Anyway, the other OTC stuff will be melatonin, as also doesn't do anything particularly lethal in massive amounts, but feels disgusting in excess although some claim to enjoy it. You know the feeling of when your body has lost all track of time in a windowless room, or the sensation of being on your third wind after an all nighter? How many days would you like to experience that? Also may trigger acne.
Occasionally there will be non-melatonin herbs that are generally notionally soothing things like lavender or chamomile, basically food items.
Prescription sleep medicines these days are mostly 'melatonin but prescription so your insurance pays for it,' Valium but in a different class of chemicals so they could pretend it wasn't (Ambien and relatives), actual Valium/other benzodiazepines, and whatever that newish GHB one is.
You can quite readily 'roofie' yourself with these and have Ambien stories etc., but physical toxic harm is, let's say low in the sense that they tend to stop selling things if people who choose to eat the whole bottle die.
Meanwhile, anyone around for the 1990s knows that a few people managed to have fatal or coma issues with GHB, possibly combined with binge drinking levels of alcohol, but also that half the college dorm was living that life and whatever specifically caused the long comas or deaths remains a matter of discussion as far as I know; so 'potentially risky' as in don't binge drink with the stuff if not up for 'CTB,' yet not really a sure thing at all.

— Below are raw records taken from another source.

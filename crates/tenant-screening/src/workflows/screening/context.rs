use std::collections::{BTreeMap, HashMap};
use std::sync::{Arc, Mutex, MutexGuard, PoisonError, RwLock};

use chrono::{DateTime, Utc};

use super::domain::{ScreeningId, ScreeningStatus, ScreeningSubmission};
use super::payload::StagePayload;
use super::stage::StageResult;

/// Per-screening state: the immutable submission, every stage result written
/// so far (in completion order), and lifecycle metadata.
#[derive(Debug, Clone)]
pub struct ScreeningContext {
    id: ScreeningId,
    submission: Arc<ScreeningSubmission>,
    results: Vec<StageResult>,
    status: ScreeningStatus,
    created_at: DateTime<Utc>,
    completed_at: Option<DateTime<Utc>>,
}

impl ScreeningContext {
    fn new(id: ScreeningId, submission: ScreeningSubmission) -> Self {
        Self {
            id,
            submission: Arc::new(submission),
            results: Vec::new(),
            status: ScreeningStatus::Created,
            created_at: Utc::now(),
            completed_at: None,
        }
    }

    pub fn id(&self) -> &ScreeningId {
        &self.id
    }

    pub fn submission(&self) -> &ScreeningSubmission {
        &self.submission
    }

    pub fn results(&self) -> &[StageResult] {
        &self.results
    }

    pub fn result(&self, stage: &str) -> Option<&StageResult> {
        self.results.iter().find(|result| result.stage == stage)
    }

    pub fn status(&self) -> ScreeningStatus {
        self.status
    }

    pub fn created_at(&self) -> DateTime<Utc> {
        self.created_at
    }

    pub fn completed_at(&self) -> Option<DateTime<Utc>> {
        self.completed_at
    }
}

/// Lightweight view of a context used for progress reporting.
#[derive(Debug, Clone, Copy, PartialEq, Eq)]
pub struct ContextSnapshot {
    pub status: ScreeningStatus,
    pub stages_completed: usize,
    pub created_at: DateTime<Utc>,
    pub completed_at: Option<DateTime<Utc>>,
}

/// What a stage sees when it runs: the original submission and the results of
/// its declared dependencies, keyed by stage name. Failed dependencies are
/// included as error results so the stage can decide how to degrade.
#[derive(Debug, Clone)]
pub struct StageInput {
    screening_id: ScreeningId,
    submission: Arc<ScreeningSubmission>,
    dependencies: BTreeMap<String, StageResult>,
}

impl StageInput {
    pub fn new(
        screening_id: ScreeningId,
        submission: Arc<ScreeningSubmission>,
        dependencies: BTreeMap<String, StageResult>,
    ) -> Self {
        Self {
            screening_id,
            submission,
            dependencies,
        }
    }

    pub fn screening_id(&self) -> &ScreeningId {
        &self.screening_id
    }

    pub fn submission(&self) -> &ScreeningSubmission {
        &self.submission
    }

    pub fn dependency(&self, stage: &str) -> Option<&StageResult> {
        self.dependencies.get(stage)
    }

    /// Payload of a dependency that succeeded; `None` when it failed or was
    /// not declared.
    pub fn payload(&self, stage: &str) -> Option<&StagePayload> {
        self.dependencies.get(stage).and_then(StageResult::payload)
    }

    pub fn dependencies(&self) -> impl Iterator<Item = &StageResult> {
        self.dependencies.values()
    }

    pub fn failed_dependencies(&self) -> Vec<&str> {
        self.dependencies
            .values()
            .filter(|result| !result.is_success())
            .map(|result| result.stage.as_str())
            .collect()
    }
}

/// Concurrent store of screening contexts.
///
/// The outer map lock is held only long enough to look up or insert an entry;
/// each context carries its own mutex so stages of different screenings never
/// contend.
#[derive(Debug, Default)]
pub struct ContextStore {
    contexts: RwLock<HashMap<ScreeningId, Arc<Mutex<ScreeningContext>>>>,
}

fn lock(context: &Mutex<ScreeningContext>) -> MutexGuard<'_, ScreeningContext> {
    context.lock().unwrap_or_else(PoisonError::into_inner)
}

impl ContextStore {
    pub fn new() -> Self {
        Self::default()
    }

    pub fn create(&self, id: ScreeningId, submission: ScreeningSubmission) -> Result<(), ContextError> {
        let mut contexts = self.contexts.write().unwrap_or_else(PoisonError::into_inner);
        if contexts.contains_key(&id) {
            return Err(ContextError::DuplicateContext(id));
        }
        let context = ScreeningContext::new(id.clone(), submission);
        contexts.insert(id, Arc::new(Mutex::new(context)));
        Ok(())
    }

    fn entry(&self, id: &ScreeningId) -> Result<Arc<Mutex<ScreeningContext>>, ContextError> {
        let contexts = self.contexts.read().unwrap_or_else(PoisonError::into_inner);
        contexts
            .get(id)
            .cloned()
            .ok_or_else(|| ContextError::ScreeningNotFound(id.clone()))
    }

    /// Collect the submission and whatever results exist for `dependencies`.
    /// Dependencies without a recorded result are omitted.
    pub fn build_stage_input(
        &self,
        id: &ScreeningId,
        dependencies: &[String],
    ) -> Result<StageInput, ContextError> {
        let entry = self.entry(id)?;
        let context = lock(&entry);

        let results = dependencies
            .iter()
            .filter_map(|name| {
                context
                    .result(name)
                    .map(|result| (name.clone(), result.clone()))
            })
            .collect();

        Ok(StageInput::new(
            context.id.clone(),
            Arc::clone(&context.submission),
            results,
        ))
    }

    pub fn write_result(&self, id: &ScreeningId, result: StageResult) -> Result<(), ContextError> {
        let entry = self.entry(id)?;
        let mut context = lock(&entry);
        if context.result(&result.stage).is_some() {
            return Err(ContextError::DuplicateWrite {
                screening_id: id.clone(),
                stage: result.stage,
            });
        }
        context.results.push(result);
        Ok(())
    }

    pub fn get(&self, id: &ScreeningId, stage: &str) -> Result<Option<StageResult>, ContextError> {
        let entry = self.entry(id)?;
        let context = lock(&entry);
        Ok(context.result(stage).cloned())
    }

    /// Results in completion order.
    pub fn get_all(&self, id: &ScreeningId) -> Result<Vec<StageResult>, ContextError> {
        let entry = self.entry(id)?;
        let context = lock(&entry);
        Ok(context.results.clone())
    }

    pub fn context(&self, id: &ScreeningId) -> Result<ScreeningContext, ContextError> {
        let entry = self.entry(id)?;
        let context = lock(&entry);
        Ok(context.clone())
    }

    pub fn snapshot(&self, id: &ScreeningId) -> Result<ContextSnapshot, ContextError> {
        let entry = self.entry(id)?;
        let context = lock(&entry);
        Ok(ContextSnapshot {
            status: context.status,
            stages_completed: context.results.len(),
            created_at: context.created_at,
            completed_at: context.completed_at,
        })
    }

    pub fn transition(&self, id: &ScreeningId, next: ScreeningStatus) -> Result<(), ContextError> {
        let entry = self.entry(id)?;
        let mut context = lock(&entry);
        if !context.status.can_transition_to(next) {
            return Err(ContextError::InvalidTransition {
                screening_id: id.clone(),
                from: context.status,
                to: next,
            });
        }
        context.status = next;
        if next.is_terminal() {
            context.completed_at = Some(Utc::now());
        }
        Ok(())
    }

    /// Drop a context, returning its final state.
    pub fn remove(&self, id: &ScreeningId) -> Result<ScreeningContext, ContextError> {
        let entry = {
            let mut contexts = self.contexts.write().unwrap_or_else(PoisonError::into_inner);
            contexts
                .remove(id)
                .ok_or_else(|| ContextError::ScreeningNotFound(id.clone()))?
        };
        let context = lock(&entry).clone();
        Ok(context)
    }

    pub fn contains(&self, id: &ScreeningId) -> bool {
        self.contexts
            .read()
            .unwrap_or_else(PoisonError::into_inner)
            .contains_key(id)
    }

    pub fn len(&self) -> usize {
        self.contexts
            .read()
            .unwrap_or_else(PoisonError::into_inner)
            .len()
    }

    pub fn is_empty(&self) -> bool {
        self.len() == 0
    }
}

#[derive(Debug, Clone, PartialEq, Eq, thiserror::Error)]
pub enum ContextError {
    #[error("screening context `{0}` already exists")]
    DuplicateContext(ScreeningId),
    #[error("stage `{stage}` already recorded a result for screening `{screening_id}`")]
    DuplicateWrite {
        screening_id: ScreeningId,
        stage: String,
    },
    #[error("screening `{0}` not found")]
    ScreeningNotFound(ScreeningId),
    #[error("screening `{screening_id}` cannot move from {from} to {to}")]
    InvalidTransition {
        screening_id: ScreeningId,
        from: ScreeningStatus,
        to: ScreeningStatus,
    },
}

While I won't make odds on this to understand the general principles: you would be much more likely to be permanently injured from any of the stupid things you might do on large amounts of these substances before passing out for a day's nap than by the substance itself in obtainable quantities, barring an allergy, unique medical condition or really bad luck (such as choking on your vomit while knocked out).
Similarly, while serotonin syndrome is a thing, the modern class of antidepressants.. don't do this because it is miserable for various other reasons, but while not necessarily "safe" in massive amounts are generally selected for "eating the whole bottle does not kill people" for the industry's convenience.